-- Study material follows --

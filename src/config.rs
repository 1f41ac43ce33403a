//! Configuration management for the migration tooling

use config::{Config, ConfigError, Environment, File};
use serde::Deserialize;
use std::collections::HashMap;
use std::env;
use std::path::{Path, PathBuf};

#[derive(Debug, Deserialize, Clone)]
#[serde(default)]
pub struct TemplatesConfig {
    /// Directory holding one CSV per template, header row only
    pub dir: PathBuf,
    /// Rows per output spreadsheet unless overridden per template
    pub row_limit: usize,
    /// Per-template row limits, keyed by lowercase template name
    pub row_limits: HashMap<String, usize>,
}

#[derive(Debug, Deserialize, Clone)]
#[serde(default)]
pub struct AssetsConfig {
    /// Root of the digitised holdings share (`<root>/<pre>/<mid>/<suf>`)
    pub share_root: Option<PathBuf>,
    /// Bounding box for generated JPEG derivatives, in pixels
    pub derivative_dimension: u32,
    /// Parallel derivative jobs
    pub derivative_workers: usize,
    /// Multimedia images whose longest side is below this are replaced
    pub replace_min_dimension: u32,
    /// ImageMagick executable
    pub magick_program: String,
    /// qpdf executable used to concatenate PDFs
    pub pdf_program: String,
}

#[derive(Debug, Deserialize, Clone)]
#[serde(default)]
pub struct LoggingConfig {
    pub level: String,
}

#[derive(Debug, Deserialize, Clone, Default)]
#[serde(default)]
pub struct AppConfig {
    pub templates: TemplatesConfig,
    pub assets: AssetsConfig,
    pub logging: LoggingConfig,
}

impl AppConfig {
    /// Load configuration from files and environment variables
    pub fn load(extra: Option<&Path>) -> Result<Self, ConfigError> {
        let run_mode = env::var("RUN_MODE").unwrap_or_else(|_| "development".into());

        let mut builder = Config::builder()
            .add_source(File::with_name("config/default").required(false))
            .add_source(File::with_name(&format!("config/{}", run_mode)).required(false));

        if let Some(path) = extra {
            builder = builder.add_source(File::from(path));
        }

        let config = builder
            // Environment variables with prefix EMU_MIGRATE__ (double underscore separates sections)
            .add_source(
                Environment::with_prefix("EMU_MIGRATE")
                    .prefix_separator("__")
                    .separator("__")
                    .try_parsing(true),
            )
            .set_override_option(
                "assets.share_root",
                env::var("DIGITISED_HOLDINGS").ok(),
            )?
            .build()?;

        config.try_deserialize()
    }
}

impl TemplatesConfig {
    /// Row limit for a template, falling back to the default limit
    pub fn row_limit_for(&self, template: &str) -> usize {
        self.row_limits
            .get(&template.to_lowercase())
            .copied()
            .unwrap_or(self.row_limit)
    }
}

impl Default for TemplatesConfig {
    fn default() -> Self {
        Self {
            dir: PathBuf::from("templates"),
            row_limit: 3000,
            row_limits: HashMap::new(),
        }
    }
}

impl Default for AssetsConfig {
    fn default() -> Self {
        Self {
            share_root: None,
            derivative_dimension: 2048,
            derivative_workers: 4,
            replace_min_dimension: 2000,
            magick_program: "magick".to_string(),
            pdf_program: "qpdf".to_string(),
        }
    }
}

impl Default for LoggingConfig {
    fn default() -> Self {
        Self {
            level: "info".to_string(),
        }
    }
}

#[cfg(test)]
mod tests {
    use super::*;

    #[test]
    fn test_row_limit_override() {
        let mut config = TemplatesConfig::default();
        config.row_limits.insert("image".to_string(), 500);

        assert_eq!(config.row_limit_for("Image"), 500);
        assert_eq!(config.row_limit_for("item"), 3000);
    }
}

-- Study material concluded --

__Problem requirements__: When the line with "use std::collections::HashMap;" is reached in the data above, start copying there, and copy each line exactly until the line with "Parallel derivative jobs" has been copied; copy nothing else.

__Solution to this task__:
use std::collections::HashMap;
use std::env;
use std::path::{Path, PathBuf};

#[derive(Debug, Deserialize, Clone)]
#[serde(default)]
pub struct TemplatesConfig {
    /// Directory holding one CSV per template, header row only
    pub dir: PathBuf,
    /// Rows per output spreadsheet unless overridden per template
    pub row_limit: usize,
    /// Per-template row limits, keyed by lowercase template name
    pub row_limits: HashMap<String, usize>,
}

#[derive(Debug, Deserialize, Clone)]
#[serde(default)]
pub struct AssetsConfig {
    /// Root of the digitised holdings share (`<root>/<pre>/<mid>/<suf>`)
    pub share_root: Option<PathBuf>,
    /// Bounding box for generated JPEG derivatives, in pixels
    pub derivative_dimension: u32,
    /// Parallel derivative jobs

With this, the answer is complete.